CREATE TABLE {{schema_name}}.{{obj_name}} (
	{{#each columns}}
		[{{column_name}}] {{data_type}}{{data_size}} {{is_nullable}} {{#if column_type_id in (200)}}IDENTITY{{/if}}{{default_value}}{{#unless @last}},{{/unless}}
	{{/each}}
	)


if len('{{#each columns}}{{#if primary_key_sorting}}*{{/if}}{{/each}}') > 0 
	exec sp_executesql N'
		IF NOT EXISTS (SELECT * FROM sys.indexes WHERE name = N''PK_{{schema_name}}_{{obj_name}}_{{obj_id}}'')
		ALTER TABLE {{schema_name}}.{{obj_name}} ADD CONSTRAINT
			PK_{{schema_name}}_{{obj_name}}_{{obj_id}} PRIMARY KEY CLUSTERED 
			(
			{{#each columns}}
				{{#if primary_key_sorting}}
					[{{column_name}}] {{primary_key_sorting}}
					{{#unless @last}},{{/unless}}
				{{/if}}
			{{/each}}
			) 
		'
-- end drop_and_create_table{{schema_name}}.{{obj_name}}[{{obj_id}}]

Handlebars is pretty simple. You can lookup the syntax here Handlebars (handlebarsjs.com). {{<keyword>}} defines a handlebars function. <keyword> can refer to a meta data item. For example schema_name or obj_name. The template is always parsed using the scope of exactly one object in the object tree. You can also refer to the previous and next objects. (e.g. the previous of a latest view is the corresponding table). Functions are prefixed with #, for example conditional statements: #if or iteration: #each. Note that not the complete handlebars language has been implemented in the parser. Please try for yourself, using:

exec dbo.parse_handlebars 'rdw.aw_SalesLT_Customer_his', 'drop_and_create_table'

will give you:

-- begin drop_and_create_table rdw.aw_SalesLT_Customer_his[148]
IF OBJECT_ID('rdw.aw_SalesLT_Customer_his', 'U') IS NOT NULL 
	DROP TABLE rdw.aw_SalesLT_Customer_his 

CREATE TABLE rdw.aw_SalesLT_Customer_his (
	
		[aw_saleslt_customer_his_sid] int NOT NULL IDENTITY,
		[_eff_dt] datetime NOT NULL ,
		[_delete_dt] datetime NULL ,
		[CustomerID] int NOT NULL ,
		[NameStyle] bit NULL ,
		[Title] nvarchar(8) NULL ,
		[FirstName] nvarchar(50) NULL ,
		[MiddleName] nvarchar(50) NULL ,
		[LastName] nvarchar(50) NULL ,
		[Suffix] nvarchar(10) NULL ,
		[CompanyName] nvarchar(128) NULL ,
		[SalesPerson] nvarchar(256) NULL ,
		[EmailAddress] nvarchar(50) NOT NULL ,
		[Phone] nvarchar(25) NULL ,
		[PasswordHash] varchar(128) NULL ,
		[PasswordSalt] varchar(10) NULL ,
		[rowguid] uniqueidentifier NOT NULL ,
		[ModifiedDate] datetime NULL ,
		[_transfer_id] int NOT NULL ,
		[_record_dt] datetime NOT NULL  DEFAULT ((getdate())),
		[_record_user] sysname NOT NULL  DEFAULT ((suser_sname())))


if len('**') > 0 
	exec sp_executesql N'
		IF NOT EXISTS (SELECT * FROM sys.indexes WHERE name = N''PK_rdw_aw_SalesLT_Customer_his_148'')
		ALTER TABLE rdw.aw_SalesLT_Customer_his ADD CONSTRAINT
			PK_rdw_aw_SalesLT_Customer_his_148 PRIMARY KEY CLUSTERED 
			(
			
					[aw_saleslt_customer_his_sid] DESC
					,
					[_eff_dt] DESC
					
			) 
		'
-- end drop_and_create_tablerdw.aw_SalesLT_Customer_his[148]

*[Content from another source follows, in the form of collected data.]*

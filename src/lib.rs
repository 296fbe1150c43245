//! # MELSEC MC Protocol Library
//!
//! A Rust library for communicating with Mitsubishi PLCs using the MELSEC
//! Communication (MC) protocol, 3E frame family, over TCP.
//!
//! The client keeps one persistent connection per session and exchanges
//! exactly one request and one response at a time. A background watchdog
//! silently re-establishes a broken connection within about a second.
//!
//! ## Features
//!
//! - **Two wire formats** — binary (little-endian packed) and ASCII
//!   (uppercase hex text) 3E frames, selectable per session
//! - **Typed values** — booleans, integers of every width, floats, chars,
//!   strings and byte sequences, with word/dword packing handled for you
//! - **Batch and random access** — contiguous reads/writes plus scattered
//!   multi-point reads/writes in a single request
//! - **Self-healing session** — reader thread plus reconnect watchdog
//! - **No panics** — all errors returned as `Result<T, McError>`
//!
//! ## Quick Start
//!
//! ```no_run
//! use melsec_mc::{McClient, ClientConfig, DeviceCode, SendItem};
//!
//! fn main() -> melsec_mc::Result<()> {
//!     let mut client = McClient::with_config(ClientConfig::new("192.168.10.100", 6000));
//!     client.connect()?;
//!
//!     // Read two words starting at D100
//!     let item = client.read(&SendItem::read(DeviceCode::D, 100, 2))?;
//!     println!("D100..D101 = {:?}", item.to_i16s());
//!
//!     // Write a 32-bit value to D200
//!     client.write(&SendItem::write(DeviceCode::D, 200, 0x0102_0304_i32))?;
//!
//!     // Set the M10 relay
//!     client.write(&SendItem::write(DeviceCode::M, 10, true))?;
//!
//!     // Scattered access in one request each way
//!     client.write_many(&[
//!         SendItem::write(DeviceCode::M, 10, true),
//!         SendItem::write(DeviceCode::D, 20, 7_i16),
//!     ])?;
//!     let items = client.read_many(&[
//!         SendItem::read(DeviceCode::D, 0, 1),
//!         SendItem::read(DeviceCode::D, 10, 2),
//!     ])?;
//!     println!("D0 = {:?}, D10 = {:?}", items[0].to_u16s(), items[1].to_u32s());
//!
//!     client.disconnect()?;
//!     Ok(())
//! }
//! ```
//!
//! ## Soft Devices
//!
//! The library addresses the common Q/L-series soft devices:
//!
//! | Devices | Kind | ASCII notation |
//! |---------|------|----------------|
//! | M, SM, L, F, V | relays | decimal |
//! | X, Y, B, SB, DX, DY | inputs/outputs, link relays | hexadecimal |
//! | D, SD, R, ZR, W, SW | data/file/link registers | decimal |
//! | TC, TS, TN, CC, CS, CN | timer/counter contacts, coils, values | decimal |
//! | Z | index register | decimal |
//!
//! See [`DeviceCode`] for the full list with binary tags.
//!
//! ## Values
//!
//! A write carries a [`Value`]: a single bit, a bit sequence, a scalar
//! ([`Scalar`]), a scalar sequence, a string, a char sequence or raw bytes.
//! Plain Rust types convert directly:
//!
//! ```
//! use melsec_mc::{DeviceCode, SendItem};
//!
//! let _ = SendItem::write(DeviceCode::D, 0, 1234_u16);
//! let _ = SendItem::write(DeviceCode::D, 2, -7.5_f32);
//! let _ = SendItem::write(DeviceCode::D, 10, "LOT-42");
//! let _ = SendItem::write(DeviceCode::M, 0, vec![true, false, true]);
//! ```
//!
//! Reads come back as a [`ReceiveItem`] whose accessors reinterpret the raw
//! little-endian payload (`to_i16s`, `to_u32s`, `to_f64s`, `to_bools`,
//! `to_text`, …).
//!
//! ## Error Handling
//!
//! All operations return [`Result<T, McError>`](McError). PLC-side failures
//! carry the protocol end code and a description:
//!
//! ```no_run
//! use melsec_mc::{McClient, DeviceCode, SendItem, McError};
//!
//! let mut client = McClient::new();
//! client.connect()?;
//! match client.read(&SendItem::read(DeviceCode::D, 0, 1)) {
//!     Ok(item) => println!("D0 = {:?}", item.to_u16s()),
//!     Err(McError::DeviceError { end_code, .. }) => {
//!         eprintln!("PLC error 0x{:04X}", end_code);
//!     }
//!     Err(e) => eprintln!("{}", e),
//! }
//! # Ok::<(), McError>(())
//! ```
//!
//! ## Configuration
//!
//! ```
//! use melsec_mc::{ClientConfig, ProtocolFormat};
//! use std::time::Duration;
//!
//! let config = ClientConfig::new("192.168.10.100", 6000)
//!     .with_format(ProtocolFormat::Ascii)     // default: Binary
//!     .with_network_no(0x00)
//!     .with_pc_no(0xFF)
//!     .with_timeout(Duration::from_secs(2));  // default: 4 s
//! ```
//!
//! ## Concurrency Model
//!
//! Operations are synchronous and serialized: a single communication lock
//! pairs each request with its response, so at most one request is in
//! flight per session. `is_connected` is a lock-free load and never blocks
//! behind a request.

#![warn(clippy::all)]
#![warn(missing_docs)]
#![warn(rust_2018_idioms)]

mod client;
mod codec;
mod command;
mod device;
mod error;
mod header;
mod response;
mod session;
mod value;

// Public re-exports
pub use client::{ClientConfig, McClient, DEFAULT_IP, DEFAULT_PORT, DEFAULT_TIMEOUT};
pub use device::DeviceCode;
pub use error::{mc_end_code_description, McError, Result};
pub use header::ProtocolFormat;
pub use value::{ReceiveItem, Scalar, SendItem, Value};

  • exec_create_table_ddl. this simply executes the generated SQL.

6.1.2 ddl latest views

The historization technique including latest views is borrowed from anchor modelling . In short you only have to add an effective date time stamp and you only have to insert records. Never delete or update anything. Most of the time you need the most recent version of a record. For your convenience we create a latest view that always returns this current version of a record. A descending primary key on effective date time ensures good performance.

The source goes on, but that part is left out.